Dean Linda P. Fried Announces New CAPRISA Professorship in Global Health

August 18, 2015

Mailman School Dean Linda P. Fried announced an endowed chair for Salim Abdool Karim, director of CAPRISA, the Centre for the AIDS Programme of Research in South Africa, last week during a trip to South Africa, Lesotho, and Swaziland—three of the five countries with the greatest per capita HIV infection rates in the world. Seeking to strengthen research and training partnerships to combat infectious disease in the region, Dean Fried met with academic and governmental leaders and visited ICAP-supported clinics in Lesotho and Swaziland with Wafaa El-Sadr, ICAP’s director and university professor of epidemiology.
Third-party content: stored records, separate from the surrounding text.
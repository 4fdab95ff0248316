/// Account key signing and key-authorization derivations
pub mod key_auth;
pub mod keypair;

pub use key_auth::KeyAuthorization;
pub use keypair::{AccountKey, EcdsaAccountKey, EcdsaCurve, Ed25519AccountKey, JwsAlgorithm, RsaAccountKey};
For CAPRISA, the visit coincided with a Celebration of Excellence honoring years of achievement at this highly regarded research institute. The product of a collaboration between the Mailman School and four South African institutions, CAPRISA was founded in 2002 to conduct research in HIV pathogenesis, prevention, and epidemiology, and to explore the links between tuberculosis and AIDS care. Credited with some of the most important advances against the sub-Saharan pandemic, CAPRISA was built on the model of the Southern African AIDS International Training and Research Program (AITRP), whose fellows enjoy support from the National Institutes of Health Fogarty International Center.

Established in 1994, the Fogarty AITRP was initially led by Zena Stein, professor of epidemiology at the Mailman School. In 1999, Salim Abdool Karim became the program’s primary investigator. Since 2005, that role has been held by Quarraisha Abdool Karim, CAPRISA’s associate scientific director. Both Karims are members of the Mailman School’s epidemiology department, which will be the institutional home of Salim Abdool Karim’s chair, the CAPRISA Professorship of Global Health.
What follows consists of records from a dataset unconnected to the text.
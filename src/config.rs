//! Configuration for ACME client sessions
//!
//! Supports TOML configuration files, `${VAR}` environment expansion,
//! environment variable overrides and validation.

use crate::error::{AcmeError, Result};
use crate::resource::EabCredentials;
use crate::transport::TransportSettings;
use crate::types::Contact;
use serde::{Deserialize, Serialize};
use std::env;
use std::path::Path;
use std::time::Duration;

/// Main configuration structure
#[derive(Debug, Clone, Serialize, Deserialize, Default)]
pub struct Config {
    #[serde(default)]
    pub acme: AcmeSettings,

    #[serde(default)]
    pub transport: HttpSettings,
}

/// ACME protocol settings
#[derive(Debug, Clone, Serialize, Deserialize)]
pub struct AcmeSettings {
    /// Server URI: `acme://<host>[/<variant>]` or a plain directory URL
    #[serde(default = "default_server_uri")]
    pub server: String,

    /// Contact email addresses
    #[serde(default)]
    pub contact: Vec<String>,

    /// Agree to the terms of service
    #[serde(default)]
    pub tos_agreed: bool,

    /// External account binding (optional)
    #[serde(default)]
    pub external_account_binding: Option<EabSettings>,
}

/// External account binding configuration
#[derive(Debug, Clone, Serialize, Deserialize)]
pub struct EabSettings {
    /// Key identifier issued by the CA
    pub key_id: String,
    /// MAC key, base64url encoded; supports `${VAR}` syntax
    pub hmac_key: String,
}

/// HTTP transport settings
#[derive(Debug, Clone, Serialize, Deserialize)]
pub struct HttpSettings {
    /// Connect timeout in seconds
    #[serde(default = "default_connect_timeout")]
    pub connect_timeout_secs: u64,

    /// Read timeout in seconds
    #[serde(default = "default_read_timeout")]
    pub read_timeout_secs: u64,

    /// Proxy URL
    #[serde(default)]
    pub proxy: Option<String>,

    /// User agent override
    #[serde(default)]
    pub user_agent: Option<String>,

    /// `Accept-Language` tag sent with every request
    #[serde(default)]
    pub accept_language: Option<String>,

    /// Paths of additional trusted root certificates (PEM files)
    #[serde(default)]
    pub pinned_roots: Vec<String>,
}

fn default_server_uri() -> String {
    "acme://letsencrypt.org".to_string()
}

fn default_connect_timeout() -> u64 {
    10
}

fn default_read_timeout() -> u64 {
    30
}

impl Default for AcmeSettings {
    fn default() -> Self {
        Self {
            server: default_server_uri(),
            contact: Vec::new(),
            tos_agreed: false,
            external_account_binding: None,
        }
    }
}

impl Default for HttpSettings {
    fn default() -> Self {
        Self {
            connect_timeout_secs: default_connect_timeout(),
            read_timeout_secs: default_read_timeout(),
            proxy: None,
            user_agent: None,
            accept_language: None,
            pinned_roots: Vec::new(),
        }
    }
}

impl Config {
    /// Create a new configuration with defaults
    pub fn new() -> Self {
        Self::default()
    }

    /// Load configuration from a TOML file
    pub fn from_file<P: AsRef<Path>>(path: P) -> Result<Self> {
        let content = std::fs::read_to_string(path)
            .map_err(|e| AcmeError::configuration(format!("Failed to read config file: {}", e)))?;
        Self::from_str(&content)
    }

    /// Load configuration from a TOML string
    pub fn from_str(content: &str) -> Result<Self> {
        toml::from_str(content)
            .map_err(|e| AcmeError::configuration(format!("Failed to parse TOML: {}", e)))
    }

    /// Apply environment variable overrides
    pub fn apply_env_overrides(&mut self) -> Result<()> {
        if let Ok(server) = env::var("ACMEKIT_SERVER") {
            self.acme.server = Self::expand_env_var(&server)?;
        }
        if let Ok(proxy) = env::var("ACMEKIT_PROXY") {
            self.transport.proxy = Some(Self::expand_env_var(&proxy)?);
        }
        if let Ok(language) = env::var("ACMEKIT_ACCEPT_LANGUAGE") {
            self.transport.accept_language = Some(language);
        }
        Ok(())
    }

    /// Expand environment variables in format `${VAR}`
    pub fn expand_env_var(value: &str) -> Result<String> {
        let re = regex::Regex::new(r"\$\{([^}]+)\}")
            .map_err(|_| AcmeError::configuration("Invalid regex pattern"))?;

        let result = re
            .replace_all(value, |caps: &regex::Captures| {
                let var_name = &caps[1];
                env::var(var_name).unwrap_or_else(|_| format!("${{{}}}", var_name))
            })
            .to_string();

        Ok(result)
    }

    /// Validate configuration
    pub fn validate(&self) -> Result<()> {
        if self.acme.server.is_empty() {
            return Err(AcmeError::configuration("Server URI cannot be empty"));
        }
        if let Some(eab) = &self.acme.external_account_binding
            && (eab.key_id.is_empty() || eab.hmac_key.is_empty())
        {
            return Err(AcmeError::configuration(
                "External account binding needs key_id and hmac_key",
            ));
        }
        if self.transport.connect_timeout_secs == 0 || self.transport.read_timeout_secs == 0 {
            return Err(AcmeError::configuration("Timeouts must be greater than 0"));
        }
        Ok(())
    }

    /// The contact list as ACME contact values
    pub fn contacts(&self) -> Vec<Contact> {
        self.acme.contact.iter().map(Contact::email).collect()
    }

    /// External account binding credentials, if configured
    pub fn eab_credentials(&self) -> Result<Option<EabCredentials>> {
        match &self.acme.external_account_binding {
            Some(eab) => Ok(Some(EabCredentials {
                key_id: eab.key_id.clone(),
                hmac_key: Self::expand_env_var(&eab.hmac_key)?,
            })),
            None => Ok(None),
        }
    }

    /// Materialize transport settings, reading pinned root files from disk
    pub fn transport_settings(&self) -> Result<TransportSettings> {
        let mut settings = TransportSettings {
            connect_timeout: Duration::from_secs(self.transport.connect_timeout_secs),
            read_timeout: Duration::from_secs(self.transport.read_timeout_secs),
            proxy: self.transport.proxy.clone(),
            accept_language: self.transport.accept_language.clone(),
            ..TransportSettings::default()
        };
        if let Some(user_agent) = &self.transport.user_agent {
            settings.user_agent = user_agent.clone();
        }
        for path in &self.transport.pinned_roots {
            settings.pinned_roots.push(std::fs::read(path)?);
        }
        Ok(settings)
    }
}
More than 500 fellows have been trained through the Fogarty AITRP, which has been crucial in efforts to build TB and AIDS capacity in South Africa, Lesotho, Swaziland, and Namibia. Almost all the large AIDS research units in South Africa are led by or have senior scientists who have been Fogarty AITRP trainees. A number of long-term trainees have joined CAPRISA and are currently part of that organization’s senior management. 
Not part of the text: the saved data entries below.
//! End-to-end ingestion scenarios against the in-memory backend
//!
//! Files are enqueued over HTTP, processed by the apalis workers and then read back
//! through the query endpoints.

mod helpers;

use axum::http::StatusCode;
use serde_json::json;
use tower::ServiceExt;

use clinic_server::ingest::{JobChannel, JobId, JobStatus};
use helpers::*;

async fn enqueue(app: &TestApp, filepath: &str) -> JobId {
    let response = app
        .router()
        .oneshot(post_json("/api/v1/appointments", json!({ "filepath": filepath })))
        .await
        .unwrap();
    assert_eq!(response.status(), StatusCode::CREATED);

    let body = read_json(response).await;
    assert_eq!(body["data"]["message"], "Appointment file added to the queue");
    body["data"]["job_id"]
        .as_str()
        .and_then(|id| JobId::from_string(id).ok())
        .expect("job_id in enqueue response")
}

async fn job_status(app: &TestApp, id: JobId) -> JobStatus {
    app.queue.status(id).await.unwrap().expect("job exists").status
}

#[tokio::test]
async fn test_valid_file_is_ingested_and_listed() {
    let app = TestApp::new();
    let file = csv_file(&[
        "101,Dr Smith,2024-06-01T09:00:00Z,Checkup",
        "102,Dr Jones,2024-06-02T10:30:00Z,Follow-up",
    ]);

    let job = enqueue(&app, &path_of(&file)).await;
    app.run_jobs(&[job]).await;

    assert_eq!(job_status(&app, job).await, JobStatus::Done);
    assert_eq!(app.appointments.len().await, 2);

    let response = app
        .router()
        .oneshot(get("/api/v1/appointments?patient_id=101"))
        .await
        .unwrap();
    assert_eq!(response.status(), StatusCode::OK);
    let body = read_json(response).await;
    let rows = body["data"].as_array().unwrap();
    assert_eq!(rows.len(), 1);
    assert_eq!(rows[0]["doctor"], "Dr Smith");
    assert_eq!(rows[0]["reason"], "Checkup");
}

#[tokio::test]
async fn test_one_invalid_row_rejects_the_whole_file() {
    let app = TestApp::new();
    let file = csv_file(&[
        "101,Dr Smith,2024-06-01T09:00:00Z,Checkup",
        "-1,Dr Jones,2024-06-02T10:30:00Z,Follow-up",
    ]);

    let job = enqueue(&app, &path_of(&file)).await;
    let snapshot = app.run_jobs(&[job]).await.remove(0);

    assert_eq!(snapshot.status, JobStatus::Failed);
    assert_eq!(snapshot.attempts, 1);
    assert_eq!(snapshot.last_error.as_deref(), Some("Validation failed"));
    assert!(app.appointments.is_empty().await);
}

#[tokio::test]
async fn test_reprocessing_the_same_file_is_idempotent() {
    let app = TestApp::new();
    let file = csv_file(&["101,Dr Smith,2024-06-01T09:00:00Z,Checkup"]);

    let first = enqueue(&app, &path_of(&file)).await;
    let second = enqueue(&app, &path_of(&file)).await;
    let snapshots = app.run_jobs(&[first, second]).await;

    assert!(snapshots.iter().all(|s| s.status == JobStatus::Done));
    assert_eq!(app.appointments.len().await, 1);
}

#[tokio::test]
async fn test_duplicate_key_keeps_first_reason() {
    let app = TestApp::new();
    let file = csv_file(&[
        "101,Dr Smith,2024-06-01T09:00:00Z,Checkup",
        "101,Dr Smith,2024-06-01T09:00:00Z,Something else",
    ]);

    let job = enqueue(&app, &path_of(&file)).await;
    app.run_jobs(&[job]).await;

    assert_eq!(job_status(&app, job).await, JobStatus::Done);
    let body = read_json(app.router().oneshot(get("/api/v1/appointments")).await.unwrap()).await;
    let rows = body["data"].as_array().unwrap();
    assert_eq!(rows.len(), 1);
    assert_eq!(rows[0]["reason"], "Checkup");
}

#[tokio::test]
async fn test_wrong_extension_fails_without_retry() {
    let app = TestApp::new();
    let file = raw_file(".txt", "patient_id,doctor,appointment_date,reason\n");

    let job = enqueue(&app, &path_of(&file)).await;
    let snapshot = app.run_jobs(&[job]).await.remove(0);

    assert_eq!(snapshot.status, JobStatus::Failed);
    assert_eq!(snapshot.attempts, 1);
    assert_eq!(snapshot.last_error.as_deref(), Some("Invalid file format"));
}

#[tokio::test]
async fn test_missing_file_is_retried_until_exhausted() {
    let app = TestApp::new();

    let job = enqueue(&app, "/nonexistent/appointments.csv").await;
    let snapshot = app.run_jobs(&[job]).await.remove(0);

    assert_eq!(snapshot.status, JobStatus::Failed);
    assert_eq!(snapshot.attempts, 3);
    assert!(snapshot.last_error.is_some());
}

#[tokio::test]
async fn test_job_status_endpoint_reports_outcome() {
    let app = TestApp::new();
    let file = csv_file(&["101,Dr Smith,2024-06-01T09:00:00Z,Checkup"]);

    let job = enqueue(&app, &path_of(&file)).await;

    let pending = read_json(
        app.router()
            .oneshot(get(&format!("/api/v1/jobs/{}", job)))
            .await
            .unwrap(),
    )
    .await;
    assert_eq!(pending["data"]["status"], "pending");

    app.run_jobs(&[job]).await;

    let done = read_json(
        app.router()
            .oneshot(get(&format!("/api/v1/jobs/{}", job)))
            .await
            .unwrap(),
    )
    .await;
    assert_eq!(done["data"]["status"], "done");
    assert_eq!(done["data"]["attempts"], 1);
}

#[tokio::test]
async fn test_missing_appointment_is_not_found() {
    let app = TestApp::new();

    let response = app
        .router()
        .oneshot(get("/api/v1/appointments/999"))
        .await
        .unwrap();

    assert_eq!(response.status(), StatusCode::NOT_FOUND);
    let body = read_json(response).await;
    assert_eq!(body["error"]["code"], "NOT_FOUND");
    assert_eq!(body["error"]["message"], "No appointment found");
}

#[tokio::test]
async fn test_invalid_listing_filter_is_bad_request() {
    let app = TestApp::new();

    let response = app
        .router()
        .oneshot(get("/api/v1/appointments?patient_id=abc"))
        .await
        .unwrap();

    assert_eq!(response.status(), StatusCode::BAD_REQUEST);
    let body = read_json(response).await;
    assert_eq!(body["error"]["code"], "VALIDATION_ERROR");
}

#[tokio::test]
async fn test_empty_filepath_is_rejected() {
    let app = TestApp::new();

    let response = app
        .router()
        .oneshot(post_json("/api/v1/appointments", json!({ "filepath": "" })))
        .await
        .unwrap();

    assert_eq!(response.status(), StatusCode::BAD_REQUEST);
    assert!(app.queue.snapshots().is_empty());
}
In remarks about Salim Abdool Karim at the CAPRISA Celebration, Dean Fried said, “As a scientist, you have contributed foundational studies of HIV prevention, pathogenesis, and co-infection. As an educator, you have communicated scientific findings so audiences would understand them without fear, stigma, or bias. As a leader, you have made CAPRISA a source of knowledge that has advanced South Africa’s progress against HIV and tuberculosis.”

In addition to Dean Fried’s keynote address on opportunities and challenges in improving global health, the CAPRISA celebration featured the South African National Research Foundation’s announcement that Quarraisha Abdool Karim had received its highest ranking. Abdool Karim, who was recently described by the South Africa Times as “South Africa’s rock star scientist,” is only the second black woman ever in South Africa to get an A-rating.

During her visit, Dean Fried also visited the eThekwini Clinic, which is located in central Durban, adjoining the largest government outpatient TB facility in Durban, the Prince Cyril Zulu Communicable Disease Centre. The facility provides free diagnosis and treatment for 8,000 patients with TB every month. TB and HIV infection are individually major global public health concerns but the two intertwined epidemics are a devastating and deadly combination, responsible for more deaths than any other condition in South Africa.